Micro-organisms, such as yeast, can be patented, and plants or animals that have been produced with a high level of genetic engineering or technological intervention may also be patentable.
The general term of a patent is twenty years, but there are extensions of up to five years available under the Patents Act 1990 in the medical biotech sector. These extensions recognise the lengthy regulatory process faced by companies developing therapies for human application.
“It’s a calculation around how much time the company has spent getting the work approved,” said Klinkradt.
“This is to ensure that companies that spend an enormous amount of time in clinical trials trying to get a product to market are not penalised by having their patent fall short of the twenty years.”

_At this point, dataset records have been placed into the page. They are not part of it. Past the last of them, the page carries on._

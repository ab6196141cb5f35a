//! Static description of what a pipeline trains and reports.
//!
//! Resolved once from the configuration, before any network is built, so
//! invalid combinations (a GAN loss on the attribute pipeline, patch style
//! outside the two-stage model, a dataset the pipeline cannot read) fail
//! early with every problem listed.

use model::config::FusionKind;

use crate::{config::PipelineKind, TrainingConfig, TrainingError};

#[derive(Debug, Clone, PartialEq)]
pub struct GroupPlan {
    pub name: &'static str,
    pub modules: Vec<&'static str>,
    pub learning_rate: f64,
}

#[derive(Debug, Clone, Copy, PartialEq)]
pub struct LossTerm {
    pub name: &'static str,
    pub weight: f64,
}

#[derive(Debug, Clone, PartialEq)]
pub struct ExecutionPlan {
    pub pipeline: PipelineKind,
    pub groups: Vec<GroupPlan>,
    /// Modules built only for inference (frozen stage 1).
    pub frozen: Vec<&'static str>,
    pub discriminator_step: bool,
    /// Loss terms with a positive weight.
    pub losses: Vec<LossTerm>,
    pub errors: Vec<&'static str>,
    pub visuals: Vec<&'static str>,
    /// Test error driving the plateau scheduler.
    pub monitor: &'static str,
}

const DATASET_OF: [(PipelineKind, &str); 4] = [
    (PipelineKind::PoseTransfer, "pose_transfer"),
    (PipelineKind::TwoStage, "pose_transfer"),
    (PipelineKind::Designer, "gan_v2"),
    (PipelineKind::Attribute, "attribute"),
];

impl ExecutionPlan {
    pub fn resolve(config: &TrainingConfig) -> Result<Self, TrainingError> {
        let mut problems = Vec::new();
        let kind = config.pipeline;
        let loss = &config.loss;
        let opt = &config.optimizer;

        if let Some((_, mode)) = DATASET_OF.iter().find(|(k, _)| *k == kind) {
            if config.data.dataset_mode != *mode {
                problems.push(format!(
                    "pipeline {} reads {mode} data, got data.dataset_mode [{}]",
                    kind.as_str(),
                    config.data.dataset_mode
                ));
            }
        }
        if loss.patch_style > 0.0 && kind != PipelineKind::TwoStage {
            problems.push("loss.patch_style is only supported by the two_stage pipeline".to_string());
        }
        if kind == PipelineKind::Attribute && (loss.gan > 0.0 || loss.needs_vgg()) {
            problems.push("the attribute pipeline has no image output; set loss.gan, loss.content and loss.style to 0".to_string());
        }

        let trans = kind == PipelineKind::Designer
            && matches!(config.designer.fusion(), Ok(FusionKind::Trans));
        let with_gan = kind != PipelineKind::Attribute && loss.gan > 0.0;
        let discriminator_step = with_gan && config.is_train;

        let mut groups = Vec::new();
        let mut frozen = Vec::new();
        match kind {
            PipelineKind::PoseTransfer => {
                groups.push(group("G", vec!["netT"], opt.lr));
            }
            PipelineKind::TwoStage => {
                groups.push(group("G", vec!["netT_s2e", "netT_s2d"], opt.lr));
                if config.two_stage.train_s1 {
                    groups.push(group("S1", vec!["netT_s1"], opt.lr_stage_1));
                } else {
                    frozen.push("netT_s1");
                }
            }
            PipelineKind::Designer => {
                let designer = &config.designer;
                let mut modules = vec!["shape_encoder"];
                if designer.use_edge {
                    modules.push("edge_encoder");
                }
                if designer.use_color {
                    modules.push("color_encoder");
                }
                if matches!(designer.fusion(), Ok(FusionKind::Fusion)) {
                    modules.push("fusion_net");
                }
                modules.push("netG");
                groups.push(group("G", modules, opt.lr));
                if trans {
                    let mut modules = Vec::new();
                    if designer.use_edge {
                        modules.push("edge_trans_net");
                    }
                    if designer.use_color {
                        modules.push("color_trans_net");
                    }
                    groups.push(group("FTN", modules, opt.lr));
                }
            }
            PipelineKind::Attribute => {
                groups.push(group("AE", vec!["netAE"], opt.lr));
            }
        }
        if discriminator_step {
            groups.push(group("D", vec!["netD"], opt.lr_d));
        }

        let candidates: Vec<(&'static str, f64)> = match kind {
            PipelineKind::Attribute => {
                let mut terms = vec![("attr", loss.attr)];
                if config.attribute.n_cat.is_some() {
                    terms.push(("category", loss.category));
                }
                terms
            }
            _ => {
                let mut terms = vec![
                    ("l1", loss.l1),
                    ("content", loss.content),
                    ("style", loss.style),
                ];
                if kind == PipelineKind::TwoStage {
                    terms.push(("patch_style", loss.patch_style));
                }
                if trans {
                    terms.push(("feat", loss.feat));
                }
                terms.push(("gan", loss.gan));
                terms
            }
        };
        let losses: Vec<LossTerm> = candidates
            .into_iter()
            .filter(|(_, weight)| *weight > 0.0)
            .map(|(name, weight)| LossTerm { name, weight })
            .collect();

        let mut errors = Vec::new();
        if kind != PipelineKind::Attribute {
            errors.extend(["PSNR", "SSIM"]);
        }
        for term in &losses {
            errors.push(match term.name {
                "l1" => "loss_L1",
                "content" => "loss_content",
                "style" => "loss_style",
                "patch_style" => "loss_patch_style",
                "feat" => "loss_feat",
                "attr" => "loss_attr",
                "category" => "loss_cat",
                _ => "loss_G",
            });
        }
        if discriminator_step {
            errors.push("loss_D");
        }

        let visuals = match kind {
            PipelineKind::PoseTransfer => vec!["img_ref", "joint_ref", "joint_tar", "img_tar", "img_out"],
            PipelineKind::TwoStage => vec![
                "img_ref",
                "joint_tar",
                "stickman_tar",
                "img_tar",
                "img_out_s1",
                "img_out",
                "img_out_res",
            ],
            PipelineKind::Designer => {
                let mut visuals = vec!["img"];
                for field in config.designer.shape_encode.fields() {
                    if !visuals.contains(field) {
                        visuals.push(field);
                    }
                }
                if config.designer.use_edge && !visuals.contains(&"edge_map") {
                    visuals.push("edge_map");
                }
                if config.designer.use_color {
                    visuals.push("color_map");
                }
                visuals.push("img_out");
                visuals
            }
            PipelineKind::Attribute => vec!["img"],
        };

        if !problems.is_empty() {
            return Err(TrainingError::validation(problems));
        }
        Ok(Self {
            pipeline: kind,
            groups,
            frozen,
            discriminator_step,
            losses,
            errors,
            visuals,
            monitor: if kind == PipelineKind::Attribute {
                "loss_attr"
            } else {
                "loss_L1"
            },
        })
    }

    /// Weight of a loss term, zero when the term is not in use.
    pub fn weight(&self, name: &str) -> f64 {
        self.losses
            .iter()
            .find(|term| term.name == name)
            .map_or(0.0, |term| term.weight)
    }

    pub fn uses(&self, name: &str) -> bool {
        self.weight(name) > 0.0
    }

    pub fn group(&self, name: &str) -> Option<&GroupPlan> {
        self.groups.iter().find(|group| group.name == name)
    }

    /// Every module the pipeline builds.
    pub fn modules(&self) -> Vec<&'static str> {
        let mut modules: Vec<&'static str> = self.frozen.clone();
        for group in &self.groups {
            modules.extend(group.modules.iter().copied());
        }
        modules
    }
}

fn group(name: &'static str, modules: Vec<&'static str>, learning_rate: f64) -> GroupPlan {
    GroupPlan {
        name,
        modules,
        learning_rate,
    }
}

#[cfg(test)]
mod tests {
    use super::*;

    fn config(pipeline: &str, dataset_mode: &str) -> TrainingConfig {
        let value = serde_json::json!({
            "id": "plan",
            "pipeline": pipeline,
            "data": { "data_root": "/tmp/data", "dataset_mode": dataset_mode },
        });
        serde_json::from_value(value).expect("config")
    }

    #[test]
    fn pose_transfer_with_gan_adds_discriminator() -> Result<(), TrainingError> {
        let mut cfg = config("pose_transfer", "pose_transfer");
        cfg.loss.gan = 0.1;
        let plan = ExecutionPlan::resolve(&cfg)?;
        let names: Vec<&str> = plan.groups.iter().map(|g| g.name).collect();
        assert_eq!(names, vec!["G", "D"]);
        assert_eq!(plan.group("D").map(|g| g.learning_rate), Some(cfg.optimizer.lr_d));
        assert!(plan.discriminator_step);
        assert_eq!(plan.errors, vec!["PSNR", "SSIM", "loss_L1", "loss_G", "loss_D"]);
        assert_eq!(plan.weight("content"), 0.0);

        cfg.is_train = false;
        let plan = ExecutionPlan::resolve(&cfg)?;
        assert!(!plan.discriminator_step);
        assert_eq!(plan.modules(), vec!["netT"]);
        Ok(())
    }

    #[test]
    fn designer_trans_mode_trains_transfer_networks() -> Result<(), TrainingError> {
        let mut cfg = config("designer", "gan_v2");
        cfg.designer.fusion_model = "trans".into();
        cfg.designer.use_color = false;
        cfg.loss.feat = 1.0;
        let plan = ExecutionPlan::resolve(&cfg)?;
        assert_eq!(
            plan.modules(),
            vec!["shape_encoder", "edge_encoder", "netG", "edge_trans_net"]
        );
        assert!(plan.uses("feat"));
        assert_eq!(plan.visuals, vec!["img", "seg_mask", "edge_map", "img_out"]);
        Ok(())
    }

    #[test]
    fn invalid_combinations_are_collected() {
        let mut cfg = config("attribute", "pose_transfer");
        cfg.loss.gan = 1.0;
        cfg.loss.patch_style = 1.0;
        match ExecutionPlan::resolve(&cfg) {
            Err(TrainingError::Validation(problems)) => assert_eq!(problems.len(), 3),
            other => panic!("expected validation error, got {other:?}"),
        }
    }

    #[test]
    fn frozen_stage_one_is_built_but_not_trained() -> Result<(), TrainingError> {
        let mut cfg = config("two_stage", "pose_transfer");
        cfg.two_stage.stage_1_id = "stage1".into();
        let plan = ExecutionPlan::resolve(&cfg)?;
        assert_eq!(plan.frozen, vec!["netT_s1"]);
        assert_eq!(plan.groups.len(), 1);

        cfg.two_stage.train_s1 = true;
        let plan = ExecutionPlan::resolve(&cfg)?;
        assert_eq!(plan.group("S1").map(|g| g.modules.clone()), Some(vec!["netT_s1"]));
        Ok(())
    }
}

The patent application process is itself lengthy, and given other time pressures before commercialising a medical treatment, it can be difficult for companies to know when to take the plunge and apply for a patent.
The critical element in a patent application is novelty and for this reason, it’s sensible for companies to start the application process well before trials begin.
“Under normal circumstances, it would be best to have a patent application filed before entering into clinical trials,” Klinkradt said.
“Clinical trials typically require a lot of information to be disclosed, that information may be fatal to the novelty of the invention as required under patent law.”